▽

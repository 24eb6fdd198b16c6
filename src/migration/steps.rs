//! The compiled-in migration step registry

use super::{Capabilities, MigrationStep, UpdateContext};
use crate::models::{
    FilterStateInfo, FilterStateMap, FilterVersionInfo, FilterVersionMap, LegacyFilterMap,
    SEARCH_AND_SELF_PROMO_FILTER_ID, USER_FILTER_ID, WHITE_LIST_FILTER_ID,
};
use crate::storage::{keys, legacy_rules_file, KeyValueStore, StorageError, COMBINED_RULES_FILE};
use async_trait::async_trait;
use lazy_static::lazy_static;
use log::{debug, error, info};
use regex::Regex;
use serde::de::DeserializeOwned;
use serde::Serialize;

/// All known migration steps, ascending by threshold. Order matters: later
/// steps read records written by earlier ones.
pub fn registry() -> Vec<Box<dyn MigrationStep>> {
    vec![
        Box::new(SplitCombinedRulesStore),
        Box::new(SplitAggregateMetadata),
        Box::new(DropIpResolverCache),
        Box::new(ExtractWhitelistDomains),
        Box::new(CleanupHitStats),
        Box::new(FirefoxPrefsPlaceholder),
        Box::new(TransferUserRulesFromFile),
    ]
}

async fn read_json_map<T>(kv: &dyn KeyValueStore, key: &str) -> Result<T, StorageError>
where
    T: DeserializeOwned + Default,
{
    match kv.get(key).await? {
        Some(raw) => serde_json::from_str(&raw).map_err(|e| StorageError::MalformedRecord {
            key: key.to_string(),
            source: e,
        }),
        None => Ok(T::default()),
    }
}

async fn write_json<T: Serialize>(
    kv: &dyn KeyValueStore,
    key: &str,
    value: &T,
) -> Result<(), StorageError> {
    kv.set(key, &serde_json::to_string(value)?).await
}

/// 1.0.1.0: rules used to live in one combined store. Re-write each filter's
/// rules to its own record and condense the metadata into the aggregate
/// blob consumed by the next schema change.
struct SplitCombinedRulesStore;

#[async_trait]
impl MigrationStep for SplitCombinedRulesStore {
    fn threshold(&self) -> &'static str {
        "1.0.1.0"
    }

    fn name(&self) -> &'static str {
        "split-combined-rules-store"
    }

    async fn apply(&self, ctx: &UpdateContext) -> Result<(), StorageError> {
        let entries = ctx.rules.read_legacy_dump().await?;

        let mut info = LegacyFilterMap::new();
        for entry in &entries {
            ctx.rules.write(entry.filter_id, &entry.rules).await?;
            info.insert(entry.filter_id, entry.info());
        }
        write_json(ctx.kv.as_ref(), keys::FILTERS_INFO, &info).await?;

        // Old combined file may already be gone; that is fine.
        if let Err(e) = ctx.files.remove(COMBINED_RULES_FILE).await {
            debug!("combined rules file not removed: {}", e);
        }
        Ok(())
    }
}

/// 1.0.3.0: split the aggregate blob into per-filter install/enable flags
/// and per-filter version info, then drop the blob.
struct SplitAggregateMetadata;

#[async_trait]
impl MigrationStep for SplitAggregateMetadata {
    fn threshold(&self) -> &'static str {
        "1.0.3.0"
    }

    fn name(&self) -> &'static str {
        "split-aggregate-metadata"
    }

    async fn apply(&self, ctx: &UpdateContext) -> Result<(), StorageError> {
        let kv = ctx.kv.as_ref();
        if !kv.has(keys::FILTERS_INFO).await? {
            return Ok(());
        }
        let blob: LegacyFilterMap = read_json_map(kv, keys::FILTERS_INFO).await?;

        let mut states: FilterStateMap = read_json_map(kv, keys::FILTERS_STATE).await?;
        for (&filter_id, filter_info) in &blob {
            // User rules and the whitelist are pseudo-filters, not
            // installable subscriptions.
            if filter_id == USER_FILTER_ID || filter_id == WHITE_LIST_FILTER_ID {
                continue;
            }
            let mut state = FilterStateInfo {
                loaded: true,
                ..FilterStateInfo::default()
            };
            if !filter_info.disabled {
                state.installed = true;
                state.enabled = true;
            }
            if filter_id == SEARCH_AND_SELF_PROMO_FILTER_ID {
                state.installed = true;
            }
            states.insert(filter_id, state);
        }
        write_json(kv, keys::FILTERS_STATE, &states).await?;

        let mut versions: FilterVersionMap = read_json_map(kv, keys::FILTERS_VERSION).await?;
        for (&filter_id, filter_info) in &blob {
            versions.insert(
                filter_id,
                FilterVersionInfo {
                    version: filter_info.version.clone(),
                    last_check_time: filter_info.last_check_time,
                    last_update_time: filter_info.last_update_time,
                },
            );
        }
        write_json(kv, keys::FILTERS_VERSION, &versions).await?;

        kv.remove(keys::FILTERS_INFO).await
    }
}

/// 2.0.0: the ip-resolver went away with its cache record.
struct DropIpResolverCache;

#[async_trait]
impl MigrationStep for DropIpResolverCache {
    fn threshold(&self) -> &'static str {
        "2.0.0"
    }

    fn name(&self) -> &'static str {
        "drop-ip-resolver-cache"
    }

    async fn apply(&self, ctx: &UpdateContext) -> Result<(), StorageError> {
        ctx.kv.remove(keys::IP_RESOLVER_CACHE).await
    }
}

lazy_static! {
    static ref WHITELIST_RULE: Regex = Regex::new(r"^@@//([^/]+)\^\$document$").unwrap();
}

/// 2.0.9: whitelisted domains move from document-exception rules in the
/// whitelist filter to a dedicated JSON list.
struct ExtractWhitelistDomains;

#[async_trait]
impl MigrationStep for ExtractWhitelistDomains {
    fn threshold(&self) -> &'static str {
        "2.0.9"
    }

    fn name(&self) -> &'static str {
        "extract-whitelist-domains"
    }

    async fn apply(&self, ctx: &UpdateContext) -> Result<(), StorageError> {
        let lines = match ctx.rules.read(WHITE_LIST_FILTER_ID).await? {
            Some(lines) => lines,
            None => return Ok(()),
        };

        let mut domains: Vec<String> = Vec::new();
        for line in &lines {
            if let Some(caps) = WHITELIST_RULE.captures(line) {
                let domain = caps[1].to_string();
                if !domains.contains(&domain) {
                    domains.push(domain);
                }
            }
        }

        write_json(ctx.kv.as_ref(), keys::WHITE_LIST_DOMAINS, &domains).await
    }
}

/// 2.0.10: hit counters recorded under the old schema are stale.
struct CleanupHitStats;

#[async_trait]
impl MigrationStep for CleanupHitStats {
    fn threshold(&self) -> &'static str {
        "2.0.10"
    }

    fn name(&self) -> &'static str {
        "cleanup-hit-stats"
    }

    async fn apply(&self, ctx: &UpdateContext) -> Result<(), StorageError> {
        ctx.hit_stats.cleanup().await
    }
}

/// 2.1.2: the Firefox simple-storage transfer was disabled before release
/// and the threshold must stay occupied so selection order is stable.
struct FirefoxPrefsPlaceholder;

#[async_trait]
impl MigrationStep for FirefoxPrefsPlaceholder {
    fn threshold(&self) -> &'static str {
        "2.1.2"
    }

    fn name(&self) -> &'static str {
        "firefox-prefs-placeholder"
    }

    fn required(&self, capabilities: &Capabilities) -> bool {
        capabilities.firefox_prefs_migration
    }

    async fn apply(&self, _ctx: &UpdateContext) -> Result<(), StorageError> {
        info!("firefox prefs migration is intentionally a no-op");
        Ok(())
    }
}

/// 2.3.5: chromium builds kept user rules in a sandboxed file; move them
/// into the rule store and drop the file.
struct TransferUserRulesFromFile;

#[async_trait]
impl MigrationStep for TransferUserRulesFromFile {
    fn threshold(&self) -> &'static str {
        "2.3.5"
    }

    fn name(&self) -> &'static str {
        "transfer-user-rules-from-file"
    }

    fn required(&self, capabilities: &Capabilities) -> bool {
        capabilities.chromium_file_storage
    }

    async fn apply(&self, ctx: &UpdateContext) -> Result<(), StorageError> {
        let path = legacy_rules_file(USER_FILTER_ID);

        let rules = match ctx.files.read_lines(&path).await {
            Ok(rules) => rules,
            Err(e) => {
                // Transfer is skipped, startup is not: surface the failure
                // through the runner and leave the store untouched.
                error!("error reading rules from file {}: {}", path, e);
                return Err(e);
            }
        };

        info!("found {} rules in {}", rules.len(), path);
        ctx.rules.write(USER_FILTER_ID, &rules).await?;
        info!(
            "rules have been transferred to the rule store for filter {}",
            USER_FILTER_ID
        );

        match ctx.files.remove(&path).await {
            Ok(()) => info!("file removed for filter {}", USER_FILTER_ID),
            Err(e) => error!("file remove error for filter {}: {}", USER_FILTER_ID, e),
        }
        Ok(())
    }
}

△

## Your objective
All lines above from the line with "domains.push(domain);" through the line with "file; move them", both included, are to be set down exactly, with nothing else.

## Response to the exercise
                    domains.push(domain);
                }
            }
        }

        write_json(ctx.kv.as_ref(), keys::WHITE_LIST_DOMAINS, &domains).await
    }
}

/// 2.0.10: hit counters recorded under the old schema are stale.
struct CleanupHitStats;

#[async_trait]
impl MigrationStep for CleanupHitStats {
    fn threshold(&self) -> &'static str {
        "2.0.10"
    }

    fn name(&self) -> &'static str {
        "cleanup-hit-stats"
    }

    async fn apply(&self, ctx: &UpdateContext) -> Result<(), StorageError> {
        ctx.hit_stats.cleanup().await
    }
}

/// 2.1.2: the Firefox simple-storage transfer was disabled before release
/// and the threshold must stay occupied so selection order is stable.
struct FirefoxPrefsPlaceholder;

#[async_trait]
impl MigrationStep for FirefoxPrefsPlaceholder {
    fn threshold(&self) -> &'static str {
        "2.1.2"
    }

    fn name(&self) -> &'static str {
        "firefox-prefs-placeholder"
    }

    fn required(&self, capabilities: &Capabilities) -> bool {
        capabilities.firefox_prefs_migration
    }

    async fn apply(&self, _ctx: &UpdateContext) -> Result<(), StorageError> {
        info!("firefox prefs migration is intentionally a no-op");
        Ok(())
    }
}

/// 2.3.5: chromium builds kept user rules in a sandboxed file; move them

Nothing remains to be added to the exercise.